# [To do]
Each entry is to be retyped exactly as it stands.
++++ Dataset records ++++
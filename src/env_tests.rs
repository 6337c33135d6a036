use std::collections::HashMap;
use std::ffi::OsString;
use std::fs;

use tempfile::TempDir;

use super::*;
use crate::defaults::IFRAME_DIR;

fn lookup(vars: &[(&str, &str)]) -> impl Fn(&str) -> Option<OsString> {
    let vars: HashMap<String, OsString> = vars
        .iter()
        .map(|(key, value)| ((*key).to_string(), OsString::from(value)))
        .collect();
    move |key| vars.get(key).cloned()
}

#[test]
fn detects_terminal_without_kernel_variables() {
    assert_eq!(Environment::detect_from(lookup(&[])), Environment::Terminal);
    assert!(!Environment::Terminal.is_interactive());
}

#[test]
fn detects_notebook_from_jupyter_variables() {
    assert_eq!(
        Environment::detect_from(lookup(&[("JPY_PARENT_PID", "42")])),
        Environment::Notebook
    );
    assert_eq!(
        Environment::detect_from(lookup(&[("JUPYTER_RUNTIME_DIR", "/run/jupyter")])),
        Environment::Notebook
    );
}

#[test]
fn evcxr_takes_precedence_over_notebook() {
    let env = Environment::detect_from(lookup(&[
        ("JPY_PARENT_PID", "42"),
        ("EVCXR_IS_RUNTIME", "1"),
    ]));

    assert_eq!(env, Environment::Evcxr);
    assert!(env.is_interactive());
}

#[test]
fn notebook_path_requires_ipynb_extension() {
    assert_eq!(
        notebook_path_from(Some(OsString::from("/work/analysis.ipynb"))),
        Some(PathBuf::from("/work/analysis.ipynb"))
    );
    assert_eq!(notebook_path_from(Some(OsString::from("/work/console"))), None);
    assert_eq!(notebook_path_from(None), None);
}

#[test]
fn configure_in_terminal_only_applies_config() {
    let _guard = settings::test_guard();
    let config = Config {
        theme: Some("plotly".to_string()),
        ..Config::default()
    };

    configure(Environment::Terminal, Some(&config), None);

    let current = settings::current();
    assert_eq!(current.theme, "plotly");
    assert_eq!(current.renderer, settings::DEFAULT_RENDERER);
    assert!(current.iframe_root.is_none());
}

#[test]
fn configure_in_notebook_switches_to_iframes_and_prunes() {
    let _guard = settings::test_guard();
    let dir = TempDir::new().unwrap();
    let iframe_dir = dir.path().join(IFRAME_DIR);
    fs::create_dir_all(&iframe_dir).unwrap();
    fs::write(iframe_dir.join("orphan.html"), "<html></html>").unwrap();

    configure(Environment::Notebook, None, Some(dir.path()));

    let current = settings::current();
    assert_eq!(current.renderer, "iframe_connected");
    assert_eq!(current.iframe_root.as_deref(), Some(dir.path()));
    assert!(!iframe_dir.join("orphan.html").exists());
}

#[test]
fn configured_renderer_is_kept_in_notebook() {
    let _guard = settings::test_guard();
    let dir = TempDir::new().unwrap();
    let config = Config {
        renderer: Some("notebook".to_string()),
        ..Config::default()
    };

    configure(Environment::Evcxr, Some(&config), Some(dir.path()));

    assert_eq!(settings::current().renderer, "notebook");
}

#[test]
fn invalid_config_falls_back_to_defaults() {
    let _guard = settings::test_guard();
    let config = Config {
        theme: Some("unknown".to_string()),
        ..Config::default()
    };

    configure(Environment::Terminal, Some(&config), None);

    assert_eq!(settings::current(), settings::Settings::default());
}

#[test]
fn malformed_notebook_does_not_abort_setup() {
    let _guard = settings::test_guard();
    let dir = TempDir::new().unwrap();
    fs::create_dir_all(dir.path().join(IFRAME_DIR)).unwrap();
    fs::write(dir.path().join("broken.ipynb"), "{not json").unwrap();

    configure(Environment::Notebook, None, Some(dir.path()));

    let current = settings::current();
    assert_eq!(current.renderer, "iframe_connected");
}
++++
# [Answer to the problem]
filename src/env_tests.rs
repository 6337c33135d6a036
use std::collections::HashMap;
use std::ffi::OsString;
use std::fs;

use tempfile::TempDir;

use super::*;
use crate::defaults::IFRAME_DIR;

fn lookup(vars: &[(&str, &str)]) -> impl Fn(&str) -> Option<OsString> {
    let vars: HashMap<String, OsString> = vars
        .iter()
        .map(|(key, value)| ((*key).to_string(), OsString::from(value)))
        .collect();
    move |key| vars.get(key).cloned()
}

#[test]
fn detects_terminal_without_kernel_variables() {
    assert_eq!(Environment::detect_from(lookup(&[])), Environment::Terminal);
    assert!(!Environment::Terminal.is_interactive());
}

#[test]
fn detects_notebook_from_jupyter_variables() {
    assert_eq!(
        Environment::detect_from(lookup(&[("JPY_PARENT_PID", "42")])),
        Environment::Notebook
    );
    assert_eq!(
        Environment::detect_from(lookup(&[("JUPYTER_RUNTIME_DIR", "/run/jupyter")])),
        Environment::Notebook
    );
}

#[test]
fn evcxr_takes_precedence_over_notebook() {
    let env = Environment::detect_from(lookup(&[
        ("JPY_PARENT_PID", "42"),
        ("EVCXR_IS_RUNTIME", "1"),
    ]));

    assert_eq!(env, Environment::Evcxr);
    assert!(env.is_interactive());
}

#[test]
fn notebook_path_requires_ipynb_extension() {
    assert_eq!(
        notebook_path_from(Some(OsString::from("/work/analysis.ipynb"))),
        Some(PathBuf::from("/work/analysis.ipynb"))
    );
    assert_eq!(notebook_path_from(Some(OsString::from("/work/console"))), None);
    assert_eq!(notebook_path_from(None), None);
}

#[test]
fn configure_in_terminal_only_applies_config() {
    let _guard = settings::test_guard();
    let config = Config {
        theme: Some("plotly".to_string()),
        ..Config::default()
    };

    configure(Environment::Terminal, Some(&config), None);

    let current = settings::current();
    assert_eq!(current.theme, "plotly");
    assert_eq!(current.renderer, settings::DEFAULT_RENDERER);
    assert!(current.iframe_root.is_none());
}

#[test]
fn configure_in_notebook_switches_to_iframes_and_prunes() {
    let _guard = settings::test_guard();
    let dir = TempDir::new().unwrap();
    let iframe_dir = dir.path().join(IFRAME_DIR);
    fs::create_dir_all(&iframe_dir).unwrap();
    fs::write(iframe_dir.join("orphan.html"), "<html></html>").unwrap();

    configure(Environment::Notebook, None, Some(dir.path()));

    let current = settings::current();
    assert_eq!(current.renderer, "iframe_connected");
    assert_eq!(current.iframe_root.as_deref(), Some(dir.path()));
    assert!(!iframe_dir.join("orphan.html").exists());
}

#[test]
fn configured_renderer_is_kept_in_notebook() {
    let _guard = settings::test_guard();
    let dir = TempDir::new().unwrap();
    let config = Config {
        renderer: Some("notebook".to_string()),
        ..Config::default()
    };

    configure(Environment::Evcxr, Some(&config), Some(dir.path()));

    assert_eq!(settings::current().renderer, "notebook");
}

#[test]
fn invalid_config_falls_back_to_defaults() {
    let _guard = settings::test_guard();
    let config = Config {
        theme: Some("unknown".to_string()),
        ..Config::default()
    };

    configure(Environment::Terminal, Some(&config), None);

    assert_eq!(settings::current(), settings::Settings::default());
}

#[test]
fn malformed_notebook_does_not_abort_setup() {
    let _guard = settings::test_guard();
    let dir = TempDir::new().unwrap();
    fs::create_dir_all(dir.path().join(IFRAME_DIR)).unwrap();
    fs::write(dir.path().join("broken.ipynb"), "{not json").unwrap();

    configure(Environment::Notebook, None, Some(dir.path()));

    let current = settings::current();
    assert_eq!(current.renderer, "iframe_connected");
}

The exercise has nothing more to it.